A spokeswoman for NYSE Euronext said: "The company will gain access to a much wider base of fund managers, who do not necessarily invest in the US market and who value their portfolios in euros."
The US brewer announced its intention to de-list from the LSE's main market on March 31 due to low trading volumes and in a bid to reduce compliance costs. It stopped trading on the exchange yesterday.
A spokeswoman for the LSE explained that when a company lists on two major exchanges, trades tend to get routed through to the home market resulting in less trades in the stock on the secondary market.

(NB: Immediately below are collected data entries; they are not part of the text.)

//! TypeScript printer for the declaration tree.
//!
//! Prints declarations in a fixed house style: one blank line between
//! top-level items, block bodies one member per line, and parentheses only
//! where precedence needs them. Comments are re-indented to their owner.

use crate::ast::*;
use serde::{Deserialize, Serialize};

/// Style options for printed declarations.
#[derive(Debug, Clone, PartialEq, Eq, Serialize, Deserialize)]
#[serde(default)]
pub struct FormatOptions {
    /// Spaces per indentation level (ignored with `use_tabs`).
    pub indent_width: usize,
    pub use_tabs: bool,
    /// Terminate members and type aliases with `;`.
    pub semicolons: bool,
    /// Type aliases whose union value exceeds this width get one member per line.
    pub print_width: usize,
}

impl Default for FormatOptions {
    fn default() -> Self {
        Self {
            indent_width: 2,
            use_tabs: false,
            semicolons: true,
            print_width: 80,
        }
    }
}

/// Print a module with the given style.
pub fn print_module(module: &Module, options: &FormatOptions) -> String {
    let mut printer = TypeScriptPrinter::new(options);
    printer.write_module(module);
    printer.finish()
}

/// Where a type is printed; decides whether it needs parentheses.
#[derive(Debug, Clone, Copy, PartialEq, Eq)]
enum Position {
    Top,
    UnionMember,
    IntersectionMember,
    ArrayElement,
}

/// Emits a declaration tree as TypeScript source.
pub struct TypeScriptPrinter<'o> {
    output: String,
    indent: usize,
    options: &'o FormatOptions,
}

impl<'o> TypeScriptPrinter<'o> {
    pub fn new(options: &'o FormatOptions) -> Self {
        Self {
            output: String::new(),
            indent: 0,
            options,
        }
    }

    pub fn finish(self) -> String {
        self.output
    }

    pub fn write_module(&mut self, module: &Module) {
        for (i, item) in module.items.iter().enumerate() {
            if i > 0 {
                self.output.push('\n');
            }
            match item {
                Item::Comment(text) => {
                    self.write_comment(text);
                }
                Item::Declaration(decl) => self.write_declaration(decl),
            }
        }
    }

    fn write_indent(&mut self) {
        for _ in 0..self.indent {
            if self.options.use_tabs {
                self.output.push('\t');
            } else {
                for _ in 0..self.options.indent_width {
                    self.output.push(' ');
                }
            }
        }
    }

    fn terminator(&self) -> &'static str {
        if self.options.semicolons { ";" } else { "" }
    }

    /// Write a comment on its own line(s), re-indenting continuation lines.
    fn write_comment(&mut self, text: &str) {
        for (i, line) in text.lines().enumerate() {
            let line = line.trim();
            if line.is_empty() {
                self.output.push('\n');
                continue;
            }
            self.write_indent();
            if i > 0 && line.starts_with('*') {
                self.output.push(' ');
            }
            self.output.push_str(line);
            self.output.push('\n');
        }
    }

    fn write_declaration(&mut self, decl: &Declaration) {
        for comment in &decl.comments {
            self.write_comment(comment);
        }
        if decl.export {
            self.output.push_str("export ");
        }
        match &decl.kind {
            DeclarationKind::Interface(interface) => {
                self.output.push_str("interface ");
                self.output.push_str(&interface.name);
                if let Some(params) = &interface.type_parameters {
                    self.output.push_str(params);
                }
                if let Some(extends) = &interface.extends {
                    self.output.push(' ');
                    self.output.push_str(extends);
                }
                self.output.push(' ');
                self.write_body(&interface.members);
            }
            DeclarationKind::TypeAlias(alias) => self.write_type_alias(alias),
            DeclarationKind::Verbatim(text) => self.output.push_str(text.trim_end()),
        }
        self.output.push('\n');
    }

    fn write_type_alias(&mut self, alias: &TypeAlias) {
        let start = self.output.len();
        self.output.push_str("type ");
        self.output.push_str(&alias.name);
        if let Some(params) = &alias.type_parameters {
            self.output.push_str(params);
        }
        self.output.push_str(" =");

        let line_start = self.output[..start].rfind('\n').map_or(0, |i| i + 1);
        let header_width = self.output.len() - line_start;

        let flat = self.render(&alias.value, Position::Top);
        let fits = header_width + 1 + flat.len() + self.terminator().len()
            <= self.options.print_width;

        match collapse(&alias.value) {
            TypeNode::Union(types) if types.len() > 1 && !fits && !flat.contains('\n') => {
                self.indent += 1;
                for ty in types {
                    self.output.push('\n');
                    self.write_indent();
                    self.output.push_str("| ");
                    self.write_type(ty, Position::UnionMember);
                }
                self.indent -= 1;
            }
            _ => {
                self.output.push(' ');
                self.output.push_str(&flat);
            }
        }
        self.output.push_str(self.terminator());
    }

    /// Print a type at the current indentation into a separate buffer.
    fn render(&self, ty: &TypeNode, position: Position) -> String {
        let mut sub = TypeScriptPrinter {
            output: String::new(),
            indent: self.indent,
            options: self.options,
        };
        sub.write_type(ty, position);
        sub.output
    }

    /// `{ ... }` with one member per line.
    fn write_body(&mut self, members: &[Member]) {
        if members.is_empty() {
            self.output.push_str("{}");
            return;
        }
        self.output.push_str("{\n");
        self.indent += 1;
        for member in members {
            for comment in &member.comments {
                self.write_comment(comment);
            }
            self.write_indent();
            self.write_member(&member.kind);
            self.output.push_str(self.terminator());
            if let Some(comment) = &member.trailing {
                self.output.push(' ');
                self.output.push_str(comment);
            }
            self.output.push('\n');
        }
        self.indent -= 1;
        self.write_indent();
        self.output.push('}');
    }

    fn write_member(&mut self, member: &MemberKind) {
        match member {
            MemberKind::Property(prop) => {
                if prop.readonly {
                    self.output.push_str("readonly ");
                }
                self.output.push_str(&prop.name);
                if prop.optional {
                    self.output.push('?');
                }
                if let Some(ty) = &prop.ty {
                    self.output.push_str(": ");
                    self.write_type(ty, Position::Top);
                }
            }
            MemberKind::Index(sig) => {
                if sig.readonly {
                    self.output.push_str("readonly ");
                }
                self.output.push('[');
                self.output.push_str(&sig.parameter);
                self.output.push_str(": ");
                self.write_type(&sig.key, Position::Top);
                self.output.push_str("]: ");
                self.write_type(&sig.value, Position::Top);
            }
            MemberKind::Verbatim(text) => self.output.push_str(text),
        }
    }

    fn write_type(&mut self, ty: &TypeNode, position: Position) {
        match collapse(ty) {
            TypeNode::Union(types) if types.is_empty() => self.output.push_str("never"),
            TypeNode::Intersection(types) if types.is_empty() => self.output.push_str("unknown"),
            TypeNode::Union(types) => {
                let parens = matches!(
                    position,
                    Position::IntersectionMember | Position::ArrayElement
                );
                self.write_joined(types, " | ", Position::UnionMember, parens);
            }
            TypeNode::Intersection(types) => {
                let parens = position == Position::ArrayElement;
                self.write_joined(types, " & ", Position::IntersectionMember, parens);
            }
            TypeNode::TypeLiteral(members) => self.write_body(members),
            TypeNode::Parenthesized(inner) => {
                self.output.push('(');
                self.write_type(inner, Position::Top);
                self.output.push(')');
            }
            TypeNode::StringLiteral(raw) | TypeNode::Literal(raw) | TypeNode::Verbatim(raw) => {
                self.output.push_str(raw)
            }
            TypeNode::Keyword(kw) => self.output.push_str(kw.as_str()),
            TypeNode::Reference { name, arguments } => {
                self.output.push_str(name);
                if !arguments.is_empty() {
                    self.output.push('<');
                    self.write_list(arguments);
                    self.output.push('>');
                }
            }
            TypeNode::Array(element) => {
                self.write_type(element, Position::ArrayElement);
                self.output.push_str("[]");
            }
            TypeNode::Tuple(elements) => {
                self.output.push('[');
                self.write_list(elements);
                self.output.push(']');
            }
        }
    }

    fn write_joined(&mut self, types: &[TypeNode], sep: &str, position: Position, parens: bool) {
        if parens {
            self.output.push('(');
        }
        for (i, ty) in types.iter().enumerate() {
            if i > 0 {
                self.output.push_str(sep);
            }
            self.write_type(ty, position);
        }
        if parens {
            self.output.push(')');
        }
    }

    fn write_list(&mut self, types: &[TypeNode]) {
        for (i, ty) in types.iter().enumerate() {
            if i > 0 {
                self.output.push_str(", ");
            }
            self.write_type(ty, Position::Top);
        }
    }
}

/// A one-member union or intersection prints as its member.
fn collapse(ty: &TypeNode) -> &TypeNode {
    match ty {
        TypeNode::Union(types) | TypeNode::Intersection(types) if types.len() == 1 => {
            collapse(&types[0])
        }
        other => other,
    }
}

Satyam Computer Services in January became the first NYSE-listed company to extend its listing to Euronext Amsterdam, where the average weekly volume of trading in its shares has been significantly lower than in New York.
The average weekly volume of Satyam's shares traded in Amsterdam this year up to April 25 was 3,403, compared with 7.21 million shares traded on NYSE.
However, the spokeswoman for the LSE added that for a company with a primary listing on an emerging market exchange, the level of additional trading to be gained from a secondary listing can be much higher.
The spokeswoman said: "It is very different for a company from an emerging market, which, as for example on our International Order Book, may see a significant amount of trading when they list on an overseas exchange."